The default is numpy.mean(), meaning the merged latent factor will have the mean value of the inputs.
plot_dendrogram: Boolean. If true, a dendrogram will be plotted showing
which latent factors are merged and the threshold.

plot_dendro_ax: A matplotlib axis object to plot the dendrogram on (optional)

z: (n_samples, n_factors) pd.DataFrame of latent factors
where some have been merged
save(destdir)[source]

Save a maui model to disk, so that it may be reloaded later using load()

destdir: destination directory in which to save model files

select_clinical_factors(survival, duration_column='duration', observed_column='observed', alpha=0.05, cox_penalizer=0)[source]

Select latent factors which are predictive of survival. This is accomplished by fitting a Cox Proportional Hazards (CPH) model to each latent factor, while controlling for known covariates, and only keeping those latent factors whose coefficient in the CPH is nonzero (adjusted p-value < alpha).
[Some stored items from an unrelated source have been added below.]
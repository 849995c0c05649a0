use std::path::{Path, PathBuf};

use serde::{Deserialize, Serialize};
use thiserror::Error;

use crate::clone::RestoreMode;
use crate::rpc::Endpoint;

pub const DEFAULT_LISTEN: &str = "127.0.0.1:5000";
pub const DEFAULT_DB: &str = "smsfwd.db";

#[derive(Debug, Error)]
pub enum ConfigError {
    #[error("read config: {0}")]
    Io(#[from] std::io::Error),
    #[error("parse config: {0}")]
    Toml(#[from] toml::de::Error),
}

/// Control server switches and credentials.
///
/// An empty sign key disables signing for that role.
#[derive(Debug, Clone, PartialEq, Eq, Default, Serialize, Deserialize)]
#[serde(default)]
pub struct ServerSettings {
    pub enable_server_autorun: bool,
    pub server_sign_key: String,
    pub server_address: String,
    pub client_sign_key: String,
    pub enable_api_clone: bool,
    pub enable_api_sms_send: bool,
    pub enable_api_sms_query: bool,
    pub enable_api_call_query: bool,
    pub enable_api_contact_query: bool,
    pub enable_api_battery_query: bool,
}

impl ServerSettings {
    /// Whether `endpoint` is reachable at all. `/config/query` always is.
    pub fn endpoint_enabled(&self, endpoint: Endpoint) -> bool {
        match endpoint {
            Endpoint::ConfigQuery => true,
            Endpoint::ClonePull | Endpoint::ClonePush => self.enable_api_clone,
            Endpoint::SmsSend => self.enable_api_sms_send,
            Endpoint::SmsQuery => self.enable_api_sms_query,
            Endpoint::CallQuery => self.enable_api_call_query,
            Endpoint::ContactQuery => self.enable_api_contact_query,
            Endpoint::BatteryQuery => self.enable_api_battery_query,
        }
    }
}

#[derive(Debug, Clone, PartialEq, Eq, Default, Deserialize)]
pub struct DaemonConfig {
    #[serde(default)]
    pub listen: Option<String>,
    #[serde(default)]
    pub db: Option<PathBuf>,
    #[serde(default)]
    pub transactional_restore: bool,
    #[serde(default)]
    pub server: ServerSettings,
}

impl DaemonConfig {
    pub fn from_toml(input: &str) -> Result<Self, toml::de::Error> {
        toml::from_str(input)
    }

    pub fn load(path: &Path) -> Result<Self, ConfigError> {
        let input = std::fs::read_to_string(path)?;
        Ok(Self::from_toml(&input)?)
    }

    pub fn listen_addr(&self) -> &str {
        self.listen.as_deref().unwrap_or(DEFAULT_LISTEN)
    }

    pub fn db_path(&self) -> PathBuf {
        self.db.clone().unwrap_or_else(|| PathBuf::from(DEFAULT_DB))
    }

    pub fn restore_mode(&self) -> RestoreMode {
        if self.transactional_restore {
            RestoreMode::Transactional
        } else {
            RestoreMode::BestEffort
        }
    }
}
survival: pd.DataFrame of survival information and relevant covariates
(such as sex, age at diagnosis, or tumor stage)
duration_column: the name of the column in survival containing the
duration (time between diagnosis and death or last followup)
observed_column: the name of the column in survival containing
indicating whether time of death is known
alpha: threshold for p-value of CPH coefficients to call a latent
factor clinically relevant (p < alpha)

cox_penalizer: penalty coefficient in Cox PH solver (see lifelines.CoxPHFitter)

z_clinical: pd.DataFrame, subset of the latent factors which have been
determined to have clinical value (are individually predictive of survival, controlling for covariates)
transform(X, encoder='mean')[source]

Transform X into the latent space that was previously learned using fit or fit_transform, and return the latent factor representation.

X: dict with multi-modal dataframes, containing training data, e.g.
{‘mRNA’: df1, ‘SNP’: df2}, df1, df2, etc. are (n_features, n_samples) pandas.DataFrame’s.
encoder: the mode of the encoder to be used. one of ‘mean’ or ‘sample’,
where ‘mean’ indicates the encoder network only uses the mean estimates for each successive layer. ‘sample’ indicates the encoder should sample from the distribution specified from each successive layer, and results in non-reproducible embeddings.
z: DataFrame (n_samples, n_latent_factors)
Latent factors representation of the data X.